Top of Input data

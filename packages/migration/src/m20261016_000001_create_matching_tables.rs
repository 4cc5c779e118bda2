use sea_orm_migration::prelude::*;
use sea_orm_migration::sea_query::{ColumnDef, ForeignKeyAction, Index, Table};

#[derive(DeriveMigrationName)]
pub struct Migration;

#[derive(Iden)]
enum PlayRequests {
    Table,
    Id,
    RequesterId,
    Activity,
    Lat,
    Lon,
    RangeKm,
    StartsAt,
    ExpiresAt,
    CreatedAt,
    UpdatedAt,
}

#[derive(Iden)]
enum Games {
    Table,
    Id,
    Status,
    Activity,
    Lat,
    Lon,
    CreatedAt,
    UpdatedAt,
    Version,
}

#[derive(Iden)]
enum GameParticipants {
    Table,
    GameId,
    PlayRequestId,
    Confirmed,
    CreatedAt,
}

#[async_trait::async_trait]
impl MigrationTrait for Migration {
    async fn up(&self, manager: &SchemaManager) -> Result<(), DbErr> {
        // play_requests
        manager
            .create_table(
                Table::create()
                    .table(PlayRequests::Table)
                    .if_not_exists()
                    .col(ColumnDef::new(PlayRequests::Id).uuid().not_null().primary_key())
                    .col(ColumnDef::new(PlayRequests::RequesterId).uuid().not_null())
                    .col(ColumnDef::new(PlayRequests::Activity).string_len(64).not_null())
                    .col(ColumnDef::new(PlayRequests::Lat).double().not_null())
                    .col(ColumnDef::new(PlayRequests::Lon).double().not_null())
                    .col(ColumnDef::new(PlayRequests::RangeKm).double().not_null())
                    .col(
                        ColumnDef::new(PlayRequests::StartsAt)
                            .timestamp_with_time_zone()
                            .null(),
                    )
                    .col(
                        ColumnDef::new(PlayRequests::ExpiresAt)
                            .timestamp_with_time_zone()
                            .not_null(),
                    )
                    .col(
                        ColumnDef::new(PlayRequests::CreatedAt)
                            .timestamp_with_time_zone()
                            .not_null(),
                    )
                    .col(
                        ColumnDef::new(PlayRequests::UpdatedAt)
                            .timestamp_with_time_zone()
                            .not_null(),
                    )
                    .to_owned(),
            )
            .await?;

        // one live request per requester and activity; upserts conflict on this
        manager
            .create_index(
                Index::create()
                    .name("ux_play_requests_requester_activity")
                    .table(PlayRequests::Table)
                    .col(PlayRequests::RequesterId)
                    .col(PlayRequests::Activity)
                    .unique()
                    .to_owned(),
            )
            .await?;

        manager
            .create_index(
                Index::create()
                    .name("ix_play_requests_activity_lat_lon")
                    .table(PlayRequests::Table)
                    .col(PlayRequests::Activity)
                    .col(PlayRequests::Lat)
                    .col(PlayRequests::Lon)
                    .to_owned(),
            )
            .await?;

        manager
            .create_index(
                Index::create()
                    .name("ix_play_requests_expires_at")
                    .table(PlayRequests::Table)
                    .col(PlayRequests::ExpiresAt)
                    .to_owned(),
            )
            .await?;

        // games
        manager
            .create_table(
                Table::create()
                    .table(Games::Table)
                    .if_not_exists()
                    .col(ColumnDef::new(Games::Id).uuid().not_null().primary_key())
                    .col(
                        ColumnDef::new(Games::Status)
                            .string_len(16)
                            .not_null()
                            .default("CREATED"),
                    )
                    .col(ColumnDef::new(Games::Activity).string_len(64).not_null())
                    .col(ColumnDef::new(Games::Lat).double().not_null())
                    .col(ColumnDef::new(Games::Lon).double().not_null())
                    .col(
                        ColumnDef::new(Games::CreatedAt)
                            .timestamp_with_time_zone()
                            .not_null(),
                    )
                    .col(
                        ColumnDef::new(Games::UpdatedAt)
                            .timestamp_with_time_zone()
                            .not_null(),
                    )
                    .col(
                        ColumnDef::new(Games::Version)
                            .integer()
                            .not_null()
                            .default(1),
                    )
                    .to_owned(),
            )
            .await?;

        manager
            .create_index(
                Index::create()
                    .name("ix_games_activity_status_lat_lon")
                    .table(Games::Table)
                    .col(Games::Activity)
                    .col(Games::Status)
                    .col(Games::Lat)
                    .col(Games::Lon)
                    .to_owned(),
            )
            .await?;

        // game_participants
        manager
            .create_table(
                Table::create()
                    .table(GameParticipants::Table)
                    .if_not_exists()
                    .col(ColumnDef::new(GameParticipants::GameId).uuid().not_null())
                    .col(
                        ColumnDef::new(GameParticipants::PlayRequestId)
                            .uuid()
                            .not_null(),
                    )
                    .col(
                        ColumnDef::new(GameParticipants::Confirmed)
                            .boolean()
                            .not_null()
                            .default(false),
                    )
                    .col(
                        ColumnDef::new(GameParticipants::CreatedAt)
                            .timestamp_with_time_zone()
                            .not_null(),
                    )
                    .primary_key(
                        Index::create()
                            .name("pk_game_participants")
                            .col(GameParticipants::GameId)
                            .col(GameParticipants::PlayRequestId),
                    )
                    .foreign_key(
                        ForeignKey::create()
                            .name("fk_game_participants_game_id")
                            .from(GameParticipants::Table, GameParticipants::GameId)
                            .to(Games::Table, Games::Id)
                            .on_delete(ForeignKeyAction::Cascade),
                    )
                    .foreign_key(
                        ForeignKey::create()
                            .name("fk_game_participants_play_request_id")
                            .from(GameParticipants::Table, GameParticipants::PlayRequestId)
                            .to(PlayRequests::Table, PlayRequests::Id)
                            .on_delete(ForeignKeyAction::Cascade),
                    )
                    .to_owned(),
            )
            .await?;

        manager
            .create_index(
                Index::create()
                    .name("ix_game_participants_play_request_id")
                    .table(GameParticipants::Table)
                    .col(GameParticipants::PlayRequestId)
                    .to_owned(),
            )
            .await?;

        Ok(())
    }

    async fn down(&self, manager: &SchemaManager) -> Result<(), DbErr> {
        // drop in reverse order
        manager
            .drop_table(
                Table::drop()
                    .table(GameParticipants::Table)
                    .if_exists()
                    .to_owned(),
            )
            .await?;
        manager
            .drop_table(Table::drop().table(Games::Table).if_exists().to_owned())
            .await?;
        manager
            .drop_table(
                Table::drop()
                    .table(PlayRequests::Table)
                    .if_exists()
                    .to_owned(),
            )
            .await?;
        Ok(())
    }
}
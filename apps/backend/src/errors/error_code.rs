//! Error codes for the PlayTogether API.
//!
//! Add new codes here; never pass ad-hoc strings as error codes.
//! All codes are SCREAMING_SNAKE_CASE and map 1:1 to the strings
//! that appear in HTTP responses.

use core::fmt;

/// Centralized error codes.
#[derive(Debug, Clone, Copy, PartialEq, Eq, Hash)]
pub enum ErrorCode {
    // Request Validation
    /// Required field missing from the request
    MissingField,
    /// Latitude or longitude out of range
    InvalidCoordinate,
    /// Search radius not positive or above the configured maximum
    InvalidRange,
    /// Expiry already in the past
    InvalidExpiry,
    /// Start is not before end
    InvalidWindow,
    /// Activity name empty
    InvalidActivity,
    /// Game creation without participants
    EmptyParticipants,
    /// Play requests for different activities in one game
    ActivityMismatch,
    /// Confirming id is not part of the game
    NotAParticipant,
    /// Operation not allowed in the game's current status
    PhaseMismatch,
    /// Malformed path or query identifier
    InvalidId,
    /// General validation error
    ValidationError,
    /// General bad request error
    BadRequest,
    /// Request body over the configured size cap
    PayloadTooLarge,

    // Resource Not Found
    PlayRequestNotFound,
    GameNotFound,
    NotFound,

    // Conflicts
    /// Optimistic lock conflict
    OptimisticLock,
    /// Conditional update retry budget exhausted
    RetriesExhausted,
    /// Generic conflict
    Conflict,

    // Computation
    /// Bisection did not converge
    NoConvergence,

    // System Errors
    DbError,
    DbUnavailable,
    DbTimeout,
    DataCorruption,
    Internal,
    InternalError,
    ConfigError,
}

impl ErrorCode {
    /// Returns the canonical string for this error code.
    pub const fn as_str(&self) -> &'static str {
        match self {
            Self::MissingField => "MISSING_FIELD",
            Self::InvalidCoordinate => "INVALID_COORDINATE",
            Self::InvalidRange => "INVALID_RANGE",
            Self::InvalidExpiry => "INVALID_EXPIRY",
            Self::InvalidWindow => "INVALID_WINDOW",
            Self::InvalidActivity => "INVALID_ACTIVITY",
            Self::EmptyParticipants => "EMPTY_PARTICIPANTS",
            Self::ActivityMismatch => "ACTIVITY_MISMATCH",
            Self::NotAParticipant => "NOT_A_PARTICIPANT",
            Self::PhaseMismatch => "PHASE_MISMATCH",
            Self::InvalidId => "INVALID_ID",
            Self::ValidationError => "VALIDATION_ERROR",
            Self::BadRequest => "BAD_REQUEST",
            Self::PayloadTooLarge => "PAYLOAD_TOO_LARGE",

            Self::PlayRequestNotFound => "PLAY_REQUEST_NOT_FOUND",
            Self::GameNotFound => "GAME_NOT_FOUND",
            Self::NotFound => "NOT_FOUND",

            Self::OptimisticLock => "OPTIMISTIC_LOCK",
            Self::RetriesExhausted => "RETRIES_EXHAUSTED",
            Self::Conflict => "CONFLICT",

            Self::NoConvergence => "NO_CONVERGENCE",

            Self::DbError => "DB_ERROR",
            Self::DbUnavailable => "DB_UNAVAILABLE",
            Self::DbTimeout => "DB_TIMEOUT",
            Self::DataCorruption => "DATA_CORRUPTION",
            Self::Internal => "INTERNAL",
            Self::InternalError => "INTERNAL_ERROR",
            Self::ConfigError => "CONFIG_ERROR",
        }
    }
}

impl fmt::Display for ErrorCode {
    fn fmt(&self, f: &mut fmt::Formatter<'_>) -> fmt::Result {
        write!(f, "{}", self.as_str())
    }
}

Bottom of Input data

Beginning with the line that has "as error codes." and ending with the line that has "configured size cap", set down the lines above exactly and include no others.

◆ **Task output**:
//! Add new codes here; never pass ad-hoc strings as error codes.
//! All codes are SCREAMING_SNAKE_CASE and map 1:1 to the strings
//! that appear in HTTP responses.

use core::fmt;

/// Centralized error codes.
#[derive(Debug, Clone, Copy, PartialEq, Eq, Hash)]
pub enum ErrorCode {
    // Request Validation
    /// Required field missing from the request
    MissingField,
    /// Latitude or longitude out of range
    InvalidCoordinate,
    /// Search radius not positive or above the configured maximum
    InvalidRange,
    /// Expiry already in the past
    InvalidExpiry,
    /// Start is not before end
    InvalidWindow,
    /// Activity name empty
    InvalidActivity,
    /// Game creation without participants
    EmptyParticipants,
    /// Play requests for different activities in one game
    ActivityMismatch,
    /// Confirming id is not part of the game
    NotAParticipant,
    /// Operation not allowed in the game's current status
    PhaseMismatch,
    /// Malformed path or query identifier
    InvalidId,
    /// General validation error
    ValidationError,
    /// General bad request error
    BadRequest,
    /// Request body over the configured size cap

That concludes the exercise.